▼▼▼

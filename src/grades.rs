use rusqlite::{Connection, OptionalExtension, Row};
use serde::Serialize;
use std::collections::HashMap;

use crate::error::{on_unique_violation, AppError, AppResult};
use crate::school::{self, Student};

pub const BLOCKS: std::ops::RangeInclusive<u8> = 1..=4;

/// Form field prefix for per-record replacement scores on the edit page.
pub const SCORE_FIELD_PREFIX: &str = "puntaje_";

#[derive(Debug, Clone, PartialEq, Serialize)]
pub struct GradeRecord {
    pub id: i64,
    pub student_id: i64,
    pub subject: String,
    pub block: u8,
    pub score: f64,
}

fn grade_from_row(row: &Row<'_>) -> rusqlite::Result<GradeRecord> {
    Ok(GradeRecord {
        id: row.get(0)?,
        student_id: row.get(1)?,
        subject: row.get(2)?,
        block: row.get(3)?,
        score: row.get(4)?,
    })
}

/// A teacher's score submission as typed on the form.
#[derive(Debug, Clone)]
pub struct GradeEntry {
    pub student_name: String,
    pub grade_level: String,
    pub subject_id: i64,
    pub block: u8,
    pub score: f64,
}

#[derive(Debug, Clone)]
pub struct RecordedGrade {
    pub student: Student,
    pub grade: GradeRecord,
}

/// Rows come back in insertion order; report grouping relies on that.
pub fn grades_for_student(conn: &Connection, student_id: i64) -> AppResult<Vec<GradeRecord>> {
    let mut stmt = conn.prepare(
        "SELECT id, student_id, subject, block, score FROM grades WHERE student_id = ? ORDER BY id",
    )?;
    let rows = stmt
        .query_map([student_id], grade_from_row)?
        .collect::<Result<Vec<_>, _>>()?;
    Ok(rows)
}

fn find_slot(
    conn: &Connection,
    student_id: i64,
    subject: &str,
    block: u8,
) -> AppResult<Option<i64>> {
    Ok(conn
        .query_row(
            "SELECT id FROM grades WHERE student_id = ? AND subject = ? AND block = ?",
            (student_id, subject, block),
            |r| r.get(0),
        )
        .optional()?)
}

/// Records one score for `teacher_id`.
///
/// Each check is a precondition for the next: the student must exist in the
/// grade-level, the teacher must hold an assignment for the subject in that
/// grade-level, and only then is the (student, subject, block) slot checked
/// for an existing score.
pub fn submit_grade(
    conn: &Connection,
    teacher_id: i64,
    entry: &GradeEntry,
) -> AppResult<RecordedGrade> {
    if !BLOCKS.contains(&entry.block) {
        return Err(AppError::bad_params("El bloque debe estar entre 1 y 4"));
    }
    if !entry.score.is_finite() {
        return Err(AppError::bad_params("Puntaje inválido"));
    }
    let student_name = entry.student_name.trim();
    let grade_level = entry.grade_level.trim();

    let student = school::find_student_in_grade(conn, student_name, grade_level)?
        .ok_or_else(|| AppError::not_found("Alumno no encontrado en ese grado"))?;

    let assignment = school::find_assignment(conn, teacher_id, entry.subject_id, grade_level)?
        .ok_or_else(|| AppError::not_authorized("No autorizado"))?;

    if find_slot(conn, student.id, &assignment.subject_name, entry.block)?.is_some() {
        return Err(AppError::duplicate("Nota duplicada"));
    }

    conn.execute(
        "INSERT INTO grades(student_id, subject, block, score) VALUES(?, ?, ?, ?)",
        (student.id, &assignment.subject_name, entry.block, entry.score),
    )
    .map_err(|e| on_unique_violation(e, "Nota duplicada"))?;

    let grade = GradeRecord {
        id: conn.last_insert_rowid(),
        student_id: student.id,
        subject: assignment.subject_name,
        block: entry.block,
        score: entry.score,
    };
    Ok(RecordedGrade { student, grade })
}

/// Picks the replacement scores out of an edit form.
///
/// Only `puntaje_<id>` fields naming one of `grades` count; blank values mean
/// "keep". Any non-numeric value rejects the whole form.
pub fn parse_score_edits(
    form: &HashMap<String, String>,
    grades: &[GradeRecord],
) -> AppResult<HashMap<i64, f64>> {
    let mut edits = HashMap::new();
    for grade in grades {
        let key = format!("{SCORE_FIELD_PREFIX}{}", grade.id);
        let Some(raw) = form.get(&key).map(|v| v.trim()) else {
            continue;
        };
        if raw.is_empty() {
            continue;
        }
        let score: f64 = raw
            .parse()
            .ok()
            .filter(|v: &f64| v.is_finite())
            .ok_or_else(|| AppError::bad_params(format!("Puntaje inválido: {raw}")))?;
        edits.insert(grade.id, score);
    }
    Ok(edits)
}

/// Overwrites the given scores of one student in a single transaction.
/// Ids that do not belong to the student are not touched.
pub fn apply_score_edits(
    conn: &Connection,
    student_id: i64,
    edits: &HashMap<i64, f64>,
) -> AppResult<usize> {
    let tx = conn.unchecked_transaction()?;
    let mut updated = 0;
    {
        let mut stmt = tx.prepare("UPDATE grades SET score = ? WHERE id = ? AND student_id = ?")?;
        for (grade_id, score) in edits {
            updated += stmt.execute((score, grade_id, student_id))?;
        }
    }
    tx.commit()?;
    Ok(updated)
}
use clap::Parser;
use tracing_subscriber::{layer::SubscriberExt, util::SubscriberInitExt};

use gradebookd::config::{Cli, Config};
use gradebookd::db;
use gradebookd::web::{self, AppState};

#[tokio::main]
async fn main() {
    // GRADEBOOK_LOG_FORMAT=json switches to one JSON object per event.
    let log_format = std::env::var("GRADEBOOK_LOG_FORMAT").unwrap_or_else(|_| "text".to_string());

    let filter = tracing_subscriber::EnvFilter::try_from_default_env()
        .unwrap_or_else(|_| "gradebookd=info,tower_http=info".into());

    match log_format.as_str() {
        "json" => {
            tracing_subscriber::registry()
                .with(filter)
                .with(tracing_subscriber::fmt::layer().json())
                .init();
        }
        _ => {
            tracing_subscriber::registry()
                .with(filter)
                .with(tracing_subscriber::fmt::layer())
                .init();
        }
    }

    let cli = Cli::parse();
    if let Err(e) = run(cli).await {
        tracing::error!("Error: {:#}", e);
        std::process::exit(1);
    }
}

async fn run(cli: Cli) -> anyhow::Result<()> {
    let config = Config::from_env(cli.data_dir)?;

    let conn = db::open_db(&config.data_dir)?;
    let summary = db::bootstrap(&conn, &config.admin_email, &config.admin_password)?;
    tracing::info!(
        data_dir = %config.data_dir.display(),
        admin_created = summary.admin_created,
        subjects_seeded = summary.subjects_seeded,
        "database ready"
    );

    let addr = format!("{}:{}", cli.host, cli.port);
    web::run_server(&addr, AppState::new(conn, config)).await
}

▲▲▲

* Your instructions: If a line above holds the string "assignment", copy it out.

* Exercise output:
/// grade-level, the teacher must hold an assignment for the subject in that
    let assignment = school::find_assignment(conn, teacher_id, entry.subject_id, grade_level)?
    if find_slot(conn, student.id, &assignment.subject_name, entry.block)?.is_some() {
        (student.id, &assignment.subject_name, entry.block, entry.score),
        subject: assignment.subject_name,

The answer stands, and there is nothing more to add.